Era el Barça, sí; pero era un Barça intranscendente, abúlico, reincidente en su forma grosera de caminar, de conformarse, de no arriesgar a pesar de que sobre el césped hay más millones gastados que en todo el presupuesto municipal de Elche. Es el nuevo fútbol, el especulativo, el de contemplar, el de bostezar sin solución, el que tendrá a los clubes españoles lejos de los demás, de los otros, de los que sí quieren ganar. El Elche no lleva 13 jornadas consecutivas sin un triunfo por casualidad, por infortunio o por incapacidad de sus futbolistas, acumula esa suma porque el híbrido entre querer sacar el balón jugado desde atrás y defender a ultranza tiene al equipo de Almirón a mil kilómetros de la portería rival.
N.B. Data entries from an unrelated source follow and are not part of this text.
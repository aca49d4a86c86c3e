//! Reference scanner.
//!
//! Finds `{{FieldName}}` references in a formula from its tokens, without
//! building an expression tree. The rulebook and the dependency resolver
//! only need the reference set; braces inside string literals are text,
//! exactly as the evaluator sees them.

use tracing::debug;

use super::lexer::{tokenize, Token};

/// Field names referenced by a formula, in first-occurrence order, without
/// duplicates. Whitespace inside the braces is ignored. A formula that does
/// not tokenize has no references; evaluating it reports the error.
pub fn references(formula: &str) -> Vec<String> {
    let tokens = match tokenize(formula) {
        Ok(tokens) => tokens,
        Err(e) => {
            debug!(formula, error = %e, "formula does not tokenize, no references");
            return Vec::new();
        }
    };
    let mut out: Vec<String> = Vec::new();
    for token in tokens {
        if let Token::Ref(name) = token {
            if !name.is_empty() && !out.contains(&name) {
                out.push(name);
            }
        }
    }
    out
}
Ayer, ante un Barcelona monótono, con Umtiti y Mingueza cerrando atrás, con todos los blaugranas andando, pidiéndola al pie, sin desequilibrio y sin circulación rápida, el Elche fue incapaz de robar el balón, de tirar a puerta, de poder forzar al menos un saque de esquina.
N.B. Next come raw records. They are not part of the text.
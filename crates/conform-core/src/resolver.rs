//! Dependency levels for calculated fields.
//!
//! Levels are assigned by iterative relaxation over the calculated-field
//! graph: a field's level is one more than the highest level among its
//! calculated dependencies, or 1 when it depends only on raw fields. An
//! acyclic graph converges within `|fields|` passes; failure to converge
//! means a cycle, which is then located by depth-first search so the error
//! can name it.

use std::collections::{BTreeMap, BTreeSet};

use serde::Serialize;

use crate::error::{ConformError, ConformResult};
use crate::rulebook::{Entity, FieldDefinition};

/// A calculated field with its assigned level.
#[derive(Debug, Clone, Serialize)]
pub struct LeveledField<'a> {
    pub level: u32,
    pub field: &'a FieldDefinition,
    /// Calculated fields this one reads
    pub calculated_deps: Vec<String>,
}

/// Level-ordered calculated fields of one entity.
#[derive(Debug, Clone, Serialize)]
pub struct LevelPlan<'a> {
    pub entity: String,
    /// Sorted by level, then by name within a level
    pub fields: Vec<LeveledField<'a>>,
}

impl<'a> LevelPlan<'a> {
    pub fn max_level(&self) -> u32 {
        self.fields.iter().map(|f| f.level).max().unwrap_or(0)
    }

    pub fn level_of(&self, name: &str) -> Option<u32> {
        self.fields
            .iter()
            .find(|f| f.field.name == name)
            .map(|f| f.level)
    }

    /// Fields grouped by level, ascending.
    pub fn by_level(&self) -> BTreeMap<u32, Vec<&'a FieldDefinition>> {
        let mut out: BTreeMap<u32, Vec<&'a FieldDefinition>> = BTreeMap::new();
        for f in &self.fields {
            out.entry(f.level).or_default().push(f.field);
        }
        out
    }
}

/// Assign dependency levels to an entity's calculated fields.
pub fn resolve(entity: &Entity) -> ConformResult<LevelPlan<'_>> {
    let calculated: BTreeMap<&str, &FieldDefinition> = entity
        .calculated_fields()
        .map(|f| (f.name.as_str(), f))
        .collect();

    let deps: BTreeMap<&str, Vec<&str>> = calculated
        .iter()
        .map(|(name, field)| {
            let refs = field
                .formula()
                .map(|f| f.references.as_slice())
                .unwrap_or_default();
            let calc_refs = refs
                .iter()
                .map(String::as_str)
                .filter(|r| calculated.contains_key(r))
                .collect();
            (*name, calc_refs)
        })
        .collect();

    let mut levels: BTreeMap<&str, u32> = calculated.keys().map(|n| (*n, 1)).collect();
    let mut converged = false;
    for _ in 0..=calculated.len() {
        let mut changed = false;
        for (name, field_deps) in &deps {
            let level = 1 + field_deps
                .iter()
                .map(|d| levels.get(d).copied().unwrap_or(0))
                .max()
                .unwrap_or(0);
            if levels.get(name) != Some(&level) {
                levels.insert(*name, level);
                changed = true;
            }
        }
        if !changed {
            converged = true;
            break;
        }
    }

    if !converged {
        return Err(ConformError::CyclicFormula {
            entity: entity.name.clone(),
            fields: find_cycle(&deps),
        });
    }

    let mut fields: Vec<LeveledField<'_>> = calculated
        .iter()
        .map(|(name, field)| LeveledField {
            level: levels.get(name).copied().unwrap_or(1),
            field: *field,
            calculated_deps: deps
                .get(name)
                .map(|d| d.iter().map(|s| s.to_string()).collect())
                .unwrap_or_default(),
        })
        .collect();
    fields.sort_by(|a, b| {
        a.level
            .cmp(&b.level)
            .then_with(|| a.field.name.cmp(&b.field.name))
    });

    Ok(LevelPlan {
        entity: entity.name.clone(),
        fields,
    })
}

/// Return one cycle as a closed path (`A -> B -> A`). Falls back to the set
/// of non-converging fields if no back edge is found.
fn find_cycle(deps: &BTreeMap<&str, Vec<&str>>) -> Vec<String> {
    #[derive(Clone, Copy, PartialEq)]
    enum Mark {
        Visiting,
        Done,
    }

    fn visit<'a>(
        node: &'a str,
        deps: &BTreeMap<&'a str, Vec<&'a str>>,
        marks: &mut BTreeMap<&'a str, Mark>,
        stack: &mut Vec<&'a str>,
    ) -> Option<Vec<String>> {
        marks.insert(node, Mark::Visiting);
        stack.push(node);
        for next in deps.get(node).map(Vec::as_slice).unwrap_or_default() {
            match marks.get(next) {
                Some(Mark::Visiting) => {
                    let start = stack.iter().position(|n| n == next).unwrap_or(0);
                    let mut cycle: Vec<String> =
                        stack[start..].iter().map(|s| s.to_string()).collect();
                    cycle.push(next.to_string());
                    return Some(cycle);
                }
                Some(Mark::Done) => {}
                None => {
                    if let Some(cycle) = visit(*next, deps, marks, stack) {
                        return Some(cycle);
                    }
                }
            }
        }
        stack.pop();
        marks.insert(node, Mark::Done);
        None
    }

    let mut marks = BTreeMap::new();
    for node in deps.keys() {
        if marks.contains_key(node) {
            continue;
        }
        let mut stack = Vec::new();
        if let Some(cycle) = visit(*node, deps, &mut marks, &mut stack) {
            return cycle;
        }
    }
    let involved: BTreeSet<String> = deps
        .iter()
        .filter(|(_, d)| !d.is_empty())
        .map(|(n, _)| n.to_string())
        .collect();
    involved.into_iter().collect()
}

#[cfg(test)]
mod tests {
    use super::*;
    use crate::rulebook::Rulebook;
    use serde_json::json;

    fn entity(calcs: &[(&str, &str)]) -> Entity {
        let mut schema = vec![
            json!({"name": "Id", "datatype": "string"}),
            json!({"name": "Raw", "datatype": "integer"}),
        ];
        for (name, formula) in calcs {
            schema.push(json!({
                "name": name, "datatype": "integer", "type": "calculated", "formula": formula
            }));
        }
        let doc = json!({"E": {"primary_key": "Id", "schema": schema}});
        Rulebook::from_json_str(&doc.to_string())
            .unwrap()
            .entities
            .remove(0)
    }

    #[test]
    fn raw_only_fields_are_level_one() {
        let e = entity(&[("A", "={{Raw}} + 1"), ("B", "=2")]);
        let plan = resolve(&e).unwrap();
        assert_eq!(plan.level_of("A"), Some(1));
        assert_eq!(plan.level_of("B"), Some(1));
        assert_eq!(plan.max_level(), 1);
    }

    #[test]
    fn chain_levels_increase() {
        let e = entity(&[
            ("C", "={{B}} + {{A}}"),
            ("B", "={{A}} * 2"),
            ("A", "={{Raw}}"),
        ]);
        let plan = resolve(&e).unwrap();
        let order: Vec<&str> = plan.fields.iter().map(|f| f.field.name.as_str()).collect();
        assert_eq!(order, vec!["A", "B", "C"]);
        assert_eq!(plan.level_of("C"), Some(3));
        assert_eq!(plan.by_level().len(), 3);
    }

    #[test]
    fn two_cycle_is_named() {
        let e = entity(&[("A", "={{B}}"), ("B", "={{A}}"), ("C", "={{Raw}}")]);
        match resolve(&e) {
            Err(ConformError::CyclicFormula { entity, fields }) => {
                assert_eq!(entity, "E");
                assert_eq!(fields, vec!["A", "B", "A"]);
            }
            other => panic!("expected cycle, got {other:?}"),
        }
    }

    #[test]
    fn self_reference_is_a_cycle() {
        let e = entity(&[("A", "={{A}} + 1")]);
        match resolve(&e) {
            Err(ConformError::CyclicFormula { fields, .. }) => {
                assert_eq!(fields, vec!["A", "A"]);
            }
            other => panic!("expected cycle, got {other:?}"),
        }
    }
}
La teoría y la práctica no casan.

Si optas por contener en vez de generar espacios precisas que nadie se equivoque o acabas con la cara roja. El conjunto ilicitano, pertrechado con dos lineas de cinco hombres cerca del área de Edgar Badia, solo tiene sentido si con ellas asfixias el ataque del adversario, si no le dejas pensar, si no le abres la puerta al fallo.
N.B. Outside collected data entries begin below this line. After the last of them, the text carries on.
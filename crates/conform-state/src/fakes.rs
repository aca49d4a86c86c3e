//! In-memory fakes for the ledger trait (testing only)

use async_trait::async_trait;
use tokio::sync::Mutex;

use crate::error::LedgerResult;
use crate::ledger::{LedgerEntry, RunLedger};

/// In-memory run ledger backed by a `Vec<LedgerEntry>`.
#[derive(Debug, Default)]
pub struct MemoryRunLedger {
    entries: Mutex<Vec<LedgerEntry>>,
}

impl MemoryRunLedger {
    pub fn new() -> Self {
        Self::default()
    }

    /// Ledger pre-seeded with history.
    pub fn with_entries(entries: Vec<LedgerEntry>) -> Self {
        Self {
            entries: Mutex::new(entries),
        }
    }
}

#[async_trait]
impl RunLedger for MemoryRunLedger {
    async fn append(&self, entry: LedgerEntry) -> LedgerResult<()> {
        self.entries.lock().await.push(entry);
        Ok(())
    }

    async fn entries(&self) -> LedgerResult<Vec<LedgerEntry>> {
        Ok(self.entries.lock().await.clone())
    }
}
Puedes ceder terreno ante un regate de Dembélé o de Trincao, entra dentro de lo natural, lo que está más feo es hacerlo ante un quiebro a cámara lenta de Braithwaite desde su exilio en la banda. Si eso pasa, organizas un desfase en cadena que acaba con medio gol en propia puerta. El plan del preparador argentino duró 39 minutos. Después, ya no estaba justificado seguir jugando igual. Su continuismo táctico fue un error porque el plan inicial ya estaba invalidado.

Cinco minutos al inicio de ambas partes fue el tiempo que le dedicó el bloque franjiverde a elevar la presión. Después, aunque por dibujo se creyó que lo estaba haciendo, lo único que logró fue cansarse. Ni robos, ni contragolpes y, como es obvio, observando a Ter Stegen desde muy muy lejos.

De base, existen equipos grandes y pequeños, y, más allá de esta jerarquía capitalista, hay equipos que se hacen grandes y equipos que se hacen pequeños porque así lo sienten. El Elche necesita sacudirse de encima su estampa actual porque si no lo hace acabará en Segunda. Querer tener el balón es muy loable, apostar por ello, también, pero por encima de todo está saber qué hacer con él. Llevárselo a los hombres con más talento, tener presencia en el campo del adversario.

Ayer, frente a un Barcelona plano, sin liderazgo (ni dentro ni fuera del campo), privado de la improvisación frugal y letal de Messi, el Elche no jugó ni cinco minutos en el lado culé. Necesitó que Umtiti firmara un pase indecente horizontal –cruzando toda la defensa– que Mingueza fue incapaz de controlar para disponer de una ocasión de gol, una como una catedral.

Más de 40 años de sequía.

A medida que Rigoni corría hacia la portería, solo, sin oposición, con el balón controlado, se le agolpaban los pensamientos. Imaginó de todo menos cómo conseguir hacer el gol, tal vez por eso no encontró el hueco por el que batir a Ter Stegen, que le aguantó de pie hasta que armó el disparo, uno sin veneno y bastante centrado. El argentino pudo acabar con una maldición que se prolonga desde 1978, cuando un compatriota suyo, Trobbiani, adelantó al Elche en el Camp Nou a los siete minutos. Después, le cayeron cinco en contra y sobrevinieron más de cuatro décadas sin ver puerta frente al equipo catalán.

Almirón no puede empujar esos balones, no es su responsabilidad, pero sí está obligado a encontrar soluciones que vayan más allá de cambiar en el mercado invernal más de la mitad de su once titular, uno al que él mismo le dio su visto bueno. Esos mensajes calan en los vestuarios como goteras en techos de arcilla y revertirlos resulta complicado porque afectan a la confianza y la autoestima de quienes te tienen que sacar de las arenas movedizas.

El debate sobre si estás jugando bien o mal al fútbol se responde fácil cuando acumulas 13 jornadas sin ganar y Riqui Puig, con sus 169 centímetros, te hace un gol de cabeza rematando entre Josan y Gonzalo Verdú.